5. The same administrative engine transfers into healthcare

  • Immerman recalls initially dismissing the healthcare expansion as “insane” after watching EliseAI grow from a narrow 2021 leasing product into broader residential operations by 2024. The founders found the administrative structures surprisingly similar: staffing shortages, regulation, repetitive calls, structured intake, scheduling, and bloated costs passed to consumers.

  • Song accepts both sides of the healthcare-cost puzzle: cheaper and better care may lead people to consume more, which can improve longevity and happiness, but “I don’t think we’re getting a better admin experience.” Administrative costs have risen faster than clinical costs because phone-based, unstructured interactions defeated earlier software. She does not think prior healthcare technology adoption was a large enough boom to have reached consumers yet, but is hopeful AI will lower costs, improve outcomes, or both.

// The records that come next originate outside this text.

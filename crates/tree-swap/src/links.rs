//! The capability set the swap engine operates through.
//!
//! [`Links`] is the minimal set of accessors and mutators the engine needs:
//! set a node's parent and get/set both children. It never reads a parent.
//! [`ParentLinks`] adds the parent getter, which only callers (slot
//! bookkeeping, the dispatching [`swap`](crate::util::swap()), the auditor)
//! need.
//!
//! Bindings provided here:
//! - `[N]` and `Vec<N>` where `N: Node`: primary (`p` / `l` / `r`) links of
//!   an arena.
//! - [`IdTreeLinks`]: secondary (`p2` / `l2` / `r2`) links of an arena whose
//!   nodes implement [`Node2`].

use std::fmt::Debug;

use crate::types::{Direction, Node, Node2};

/// Linkage operations of an intrusive binary tree.
///
/// `Id` is a handle to a node that is present; absent links are
/// `Option::None` and are never handed back to a mutator.
pub trait Links {
    type Id: Copy + Eq + Debug;

    fn set_parent(&mut self, node: Self::Id, parent: Option<Self::Id>);
    fn left(&self, node: Self::Id) -> Option<Self::Id>;
    fn set_left(&mut self, node: Self::Id, child: Option<Self::Id>);
    fn right(&self, node: Self::Id) -> Option<Self::Id>;
    fn set_right(&mut self, node: Self::Id, child: Option<Self::Id>);

    /// Child in slot `dir`.
    #[inline]
    fn child(&self, node: Self::Id, dir: Direction) -> Option<Self::Id> {
        match dir {
            Direction::Left => self.left(node),
            Direction::Right => self.right(node),
        }
    }

    /// Writes slot `dir`. Does not touch the child's parent link.
    #[inline]
    fn set_child(&mut self, node: Self::Id, dir: Direction, child: Option<Self::Id>) {
        match dir {
            Direction::Left => self.set_left(node, child),
            Direction::Right => self.set_right(node, child),
        }
    }
}

/// [`Links`] plus read access to the parent pointer.
pub trait ParentLinks: Links {
    fn parent(&self, node: Self::Id) -> Option<Self::Id>;
}

macro_rules! arena_links {
    ($arena:ty) => {
        impl<N: Node> Links for $arena {
            type Id = u32;

            #[inline]
            fn set_parent(&mut self, node: u32, parent: Option<u32>) {
                self[node as usize].set_p(parent);
            }

            #[inline]
            fn left(&self, node: u32) -> Option<u32> {
                self[node as usize].l()
            }

            #[inline]
            fn set_left(&mut self, node: u32, child: Option<u32>) {
                self[node as usize].set_l(child);
            }

            #[inline]
            fn right(&self, node: u32) -> Option<u32> {
                self[node as usize].r()
            }

            #[inline]
            fn set_right(&mut self, node: u32, child: Option<u32>) {
                self[node as usize].set_r(child);
            }
        }

        impl<N: Node> ParentLinks for $arena {
            #[inline]
            fn parent(&self, node: u32) -> Option<u32> {
                self[node as usize].p()
            }
        }
    };
}

arena_links!([N]);
arena_links!(Vec<N>);

/// Secondary-tree view over an arena of [`Node2`] nodes.
///
/// Swapping through this view only rewrites `p2` / `l2` / `r2`; the primary
/// links of the same nodes are left as they are.
pub struct IdTreeLinks<'a, N> {
    arena: &'a mut [N],
}

impl<'a, N: Node2> IdTreeLinks<'a, N> {
    pub fn new(arena: &'a mut [N]) -> Self {
        Self { arena }
    }
}

impl<N: Node2> Links for IdTreeLinks<'_, N> {
    type Id = u32;

    #[inline]
    fn set_parent(&mut self, node: u32, parent: Option<u32>) {
        self.arena[node as usize].set_p2(parent);
    }

    #[inline]
    fn left(&self, node: u32) -> Option<u32> {
        self.arena[node as usize].l2()
    }

    #[inline]
    fn set_left(&mut self, node: u32, child: Option<u32>) {
        self.arena[node as usize].set_l2(child);
    }

    #[inline]
    fn right(&self, node: u32) -> Option<u32> {
        self.arena[node as usize].r2()
    }

    #[inline]
    fn set_right(&mut self, node: u32, child: Option<u32>) {
        self.arena[node as usize].set_r2(child);
    }
}

impl<N: Node2> ParentLinks for IdTreeLinks<'_, N> {
    #[inline]
    fn parent(&self, node: u32) -> Option<u32> {
        self.arena[node as usize].p2()
    }
}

  • The platform could extend from first contact through billing and post-appointment communication. Today a patient spends ten minutes with a doctor, receives instructions, and it is “good luck from there onwards”; AI reminders could improve adherence, provide more time for questions, bridge language barriers, and include family members who missed the visit.

  • Song’s retrospective is that she would have started with affordable housing: it combines every industry problem with maximal compliance, paperwork, administrative drag, and slow adoption. That now informs the healthcare strategy—start with the most underserved and complex—while pursuing the ultimate outcome of making housing and healthcare cease being cost concerns for the average person.